Although OP has found a solution in the end, since I had the same problem I figured I'd post the whole code here for others who might struggle with that.
So here is how I combined ng-file-upload
and nodemailer
to upload and send attachments by e-mail using Gmail:
HTML form:
<form name="postForm" ng-submit="postArt()">
...
<input type="file" ngf-select ng-model="picFile" name="file" ngf-max-size="20MB">
...
</form>
Controller:
app.controller('ArtCtrl', ['$scope', 'Upload', function ($scope, Upload) {
$scope.postArt = function() {
var file = $scope.picFile;
console.log(file);
file.upload = Upload.upload({
url: '/api/newart/',
data: {
username: $scope.username,
email: $scope.email,
comment: $scope.comment,
file: file
}
});
}
}]);
Server:
var nodemailer = require('nodemailer');
var multipartyMiddleware = require('connect-multiparty')();
// multiparty is required to be able to access req.body.files !

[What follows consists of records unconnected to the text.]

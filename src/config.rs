//! Configuration file support for the gallery.
//!
//! This module provides serialization and deserialization of gallery settings:
//! where the data document lives, which element hosts the gallery, transition
//! timings, user-facing text, lightbox keybindings and log verbosity.

use std::time::Duration;

use serde::{Deserialize, Serialize};

use crate::keybindings::LightboxKeyBindings;
use crate::message::LightboxMessage;

/// Log level setting for the application.
#[derive(Debug, Clone, Copy, PartialEq, Eq, Serialize, Deserialize, Default)]
#[serde(rename_all = "lowercase")]
pub enum LogLevel {
    /// Show only errors
    Error,
    /// Show errors and warnings
    Warn,
    /// Show errors, warnings, and info messages
    #[default]
    Info,
    /// Show debug-level logging
    Debug,
    /// Show all log messages including trace
    Trace,
}

impl LogLevel {
    /// Convert to log crate's LevelFilter.
    pub fn to_level_filter(&self) -> log::LevelFilter {
        match self {
            LogLevel::Error => log::LevelFilter::Error,
            LogLevel::Warn => log::LevelFilter::Warn,
            LogLevel::Info => log::LevelFilter::Info,
            LogLevel::Debug => log::LevelFilter::Debug,
            LogLevel::Trace => log::LevelFilter::Trace,
        }
    }

    /// Convert to log crate's Level.
    pub fn to_level(&self) -> log::Level {
        match self {
            LogLevel::Error => log::Level::Error,
            LogLevel::Warn => log::Level::Warn,
            LogLevel::Info => log::Level::Info,
            LogLevel::Debug => log::Level::Debug,
            LogLevel::Trace => log::Level::Trace,
        }
    }
}

/// Current configuration file format version.
/// Increment this when making breaking changes to the config format.
pub const CONFIG_VERSION: u32 = 1;

/// Gallery configuration.
#[derive(Debug, Clone, Serialize, Deserialize)]
pub struct GalleryConfig {
    /// Version of the configuration file format
    pub version: u32,

    /// Relative path of the site data document
    #[serde(default = "default_data_path")]
    pub data_path: String,

    /// Id of the element hosting the project cards
    #[serde(default = "default_container_id")]
    pub container_id: String,

    /// Length of the fade-out before a filtered re-render, in milliseconds
    #[serde(default = "default_transition_ms")]
    pub transition_ms: u64,

    /// Entrance delay added per card index, in milliseconds
    #[serde(default = "default_stagger_ms")]
    pub stagger_ms: u64,

    /// User-facing text
    #[serde(default)]
    pub text: GalleryText,

    /// Lightbox keybindings
    #[serde(default)]
    pub keybindings: LightboxKeyBindings,

    /// Log verbosity level
    #[serde(default)]
    pub log_level: LogLevel,
}

fn default_data_path() -> String {
    crate::constants::DEFAULT_DATA_PATH.to_string()
}

fn default_container_id() -> String {
    crate::constants::ids::PROJECTS_GRID.to_string()
}

fn default_transition_ms() -> u64 {
    300
}

fn default_stagger_ms() -> u64 {
    100
}

/// Text shown to visitors. Defaults match the site's language (Portuguese).
#[derive(Debug, Clone, PartialEq, Eq, Serialize, Deserialize)]
#[serde(default)]
pub struct GalleryText {
    /// Replaces the gallery content when the data document is unavailable
    pub load_failed: String,
    /// Shown instead of cards when a filter matches nothing
    pub no_results: String,
    /// Label of the lightbox trigger on each card
    pub view_project: String,
    /// Accessible name of the lightbox dialog
    pub lightbox_label: String,
    /// Accessible name of the close control
    pub close_label: String,
    /// Visible glyph of the close control
    pub close_symbol: String,
    /// Accessible name of the previous-image control
    pub previous_label: String,
    /// Accessible name of the next-image control
    pub next_label: String,
}

impl Default for GalleryText {
    fn default() -> Self {
        Self {
            load_failed: "Erro ao carregar os projetos.".to_string(),
            no_results: "Nenhum projeto encontrado nesta categoria.".to_string(),
            view_project: "Ver Projeto".to_string(),
            lightbox_label: "Galeria de imagens".to_string(),
            close_label: "Fechar galeria".to_string(),
            close_symbol: "×".to_string(),
            previous_label: "Imagem anterior".to_string(),
            next_label: "Próxima imagem".to_string(),
        }
    }
}

impl GalleryConfig {
    /// Create a new configuration with default values.
    pub fn new() -> Self {
        Self {
            version: CONFIG_VERSION,
            data_path: default_data_path(),
            container_id: default_container_id(),
            transition_ms: default_transition_ms(),
            stagger_ms: default_stagger_ms(),
            text: GalleryText::default(),
            keybindings: LightboxKeyBindings::default(),
            log_level: LogLevel::default(),
        }
    }

    /// Fade-out duration before a filtered re-render.
    pub fn transition(&self) -> Duration {
        Duration::from_millis(self.transition_ms)
    }

    /// Entrance delay of the card at `index`.
    pub fn stagger_delay(&self, index: usize) -> Duration {
        Duration::from_millis(self.stagger_ms.saturating_mul(index as u64))
    }

    /// Serialize the configuration to JSON.
    pub fn to_json(&self) -> Result<String, serde_json::Error> {
        serde_json::to_string_pretty(self)
    }

    /// Deserialize configuration from JSON.
    pub fn from_json(json: &str) -> Result<Self, ConfigError> {
        let config: Self = serde_json::from_str(json)?;

        // Validate version compatibility
        if config.version > CONFIG_VERSION {
            return Err(ConfigError::VersionTooNew {
                file_version: config.version,
                supported_version: CONFIG_VERSION,
            });
        }

        let bindings = &config.keybindings;
        for (action, key) in [
            (LightboxMessage::Close, bindings.close),
            (LightboxMessage::Previous, bindings.previous),
            (LightboxMessage::Next, bindings.next),
        ] {
            if let Some(other) = bindings.key_conflict(key, Some(action)) {
                return Err(ConfigError::KeyConflict {
                    key: format!("{:?}", key),
                    used_by: other,
                });
            }
        }

        Ok(config)
    }

    /// Get the default filename for the config file.
    pub fn default_filename() -> &'static str {
        "folio-config.json"
    }

    /// Get the default config file path.
    /// Returns None on WASM (no filesystem access).
    #[cfg(not(target_arch = "wasm32"))]
    pub fn default_path() -> Option<std::path::PathBuf> {
        // Try to use XDG config directory, fall back to home directory
        if let Some(config_dir) = dirs::config_dir() {
            Some(config_dir.join("folio").join(Self::default_filename()))
        } else {
            dirs::home_dir().map(|home_dir| {
                home_dir
                    .join(".config")
                    .join("folio")
                    .join(Self::default_filename())
            })
        }
    }

    /// Try to load configuration from a file.
    /// Returns None if the file doesn't exist or can't be read.
    #[cfg(not(target_arch = "wasm32"))]
    pub fn load_from_path(path: &std::path::Path) -> Option<Self> {
        if !path.exists() {
            log::debug!("No config file found at {:?}", path);
            return None;
        }

        match std::fs::read_to_string(path) {
            Ok(json) => match Self::from_json(&json) {
                Ok(config) => {
                    log::info!("Loaded configuration from {:?}", path);
                    Some(config)
                }
                Err(e) => {
                    log::warn!("Failed to parse config file {:?}: {}", path, e);
                    None
                }
            },
            Err(e) => {
                log::warn!("Failed to read config file {:?}: {}", path, e);
                None
            }
        }
    }

    /// Try to load configuration from the default path.
    #[cfg(not(target_arch = "wasm32"))]
    pub fn load_from_default_path() -> Option<Self> {
        Self::load_from_path(&Self::default_path()?)
    }
}

impl Default for GalleryConfig {
    fn default() -> Self {
        Self::new()
    }
}

/// Errors that can occur when loading configuration.
#[derive(Debug, thiserror::Error)]
pub enum ConfigError {
    /// JSON parsing error
    #[error("Failed to parse configuration: {0}")]
    ParseError(#[from] serde_json::Error),

    /// Configuration version is newer than supported
    #[error(
        "Configuration file version {file_version} is newer than supported version {supported_version}"
    )]
    VersionTooNew {
        file_version: u32,
        supported_version: u32,
    },

    /// Two lightbox actions share one key
    #[error("Key {key} is bound more than once (also used by: {used_by})")]
    KeyConflict { key: String, used_by: &'static str },
}

#[cfg(test)]
mod tests {
    use super::*;
    use folio_ui::Key;

    #[test]
    fn test_config_defaults() {
        let config = GalleryConfig::default();
        assert_eq!(config.version, CONFIG_VERSION);
        assert_eq!(config.data_path, "data/projetos.json");
        assert_eq!(config.container_id, "projects-grid");
        assert_eq!(config.transition(), Duration::from_millis(300));
        assert_eq!(config.stagger_delay(3), Duration::from_millis(300));
        assert_eq!(config.text.no_results, "Nenhum projeto encontrado nesta categoria.");
    }

    #[test]
    fn test_config_roundtrip() {
        let mut config = GalleryConfig::new();
        config.data_path = "assets/site.json".to_string();
        config.log_level = LogLevel::Debug;

        let json = config.to_json().unwrap();
        let loaded = GalleryConfig::from_json(&json).unwrap();
        assert_eq!(loaded.data_path, "assets/site.json");
        assert_eq!(loaded.log_level, LogLevel::Debug);
        assert_eq!(loaded.keybindings, LightboxKeyBindings::default());
    }

    #[test]
    fn test_partial_config_uses_defaults() {
        let loaded =
            GalleryConfig::from_json(r#"{ "version": 1, "text": { "no_results": "Nada" } }"#)
                .unwrap();
        assert_eq!(loaded.data_path, "data/projetos.json");
        assert_eq!(loaded.text.no_results, "Nada");
        assert_eq!(loaded.text.view_project, "Ver Projeto");
    }

    #[test]
    fn test_version_too_new() {
        let err = GalleryConfig::from_json(r#"{ "version": 99 }"#).unwrap_err();
        assert!(matches!(
            err,
            ConfigError::VersionTooNew {
                file_version: 99,
                supported_version: CONFIG_VERSION
            }
        ));
    }

    #[test]
    fn test_key_conflict_rejected() {
        let mut config = GalleryConfig::new();
        config.keybindings.next = Key::Escape;
        let json = config.to_json().unwrap();
        let err = GalleryConfig::from_json(&json).unwrap_err();
        assert!(matches!(err, ConfigError::KeyConflict { used_by: "Next image", .. }));
    }

    #[test]
    fn test_log_level_conversion() {
        assert_eq!(LogLevel::Warn.to_level_filter(), log::LevelFilter::Warn);
        assert_eq!(LogLevel::Trace.to_level(), log::Level::Trace);
    }

    #[cfg(not(target_arch = "wasm32"))]
    #[test]
    fn test_load_from_missing_path() {
        let path = std::env::temp_dir().join("folio-config-does-not-exist.json");
        assert!(GalleryConfig::load_from_path(&path).is_none());
    }
}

app.mailTransporter = nodemailer.createTransport({
service: 'gmail',
auth: {
user: ...
pass: ...
},
tls: { rejectUnauthorized: false } // needed or Gmail might block your mails
});
app.post('/api/newart', multipartyMiddleware,function(req,res){
console.log(req.files);
mailOptions = {
from: req.body.email,
to: ...,
subject: ...
text: ...,
attachments: [{
filename: req.files.file.name,
path: req.files.file.path // 'path' will stream from the corresponding path
}]
};
app.mailTransporter.sendMail(mailOptions, function(err) {
if (err) {
console.log(err);
res.status(500).end();
}
console.log('Mail sent successfully');
res.status(200).end()
});
});
The nodemailer examples helped me figure this out!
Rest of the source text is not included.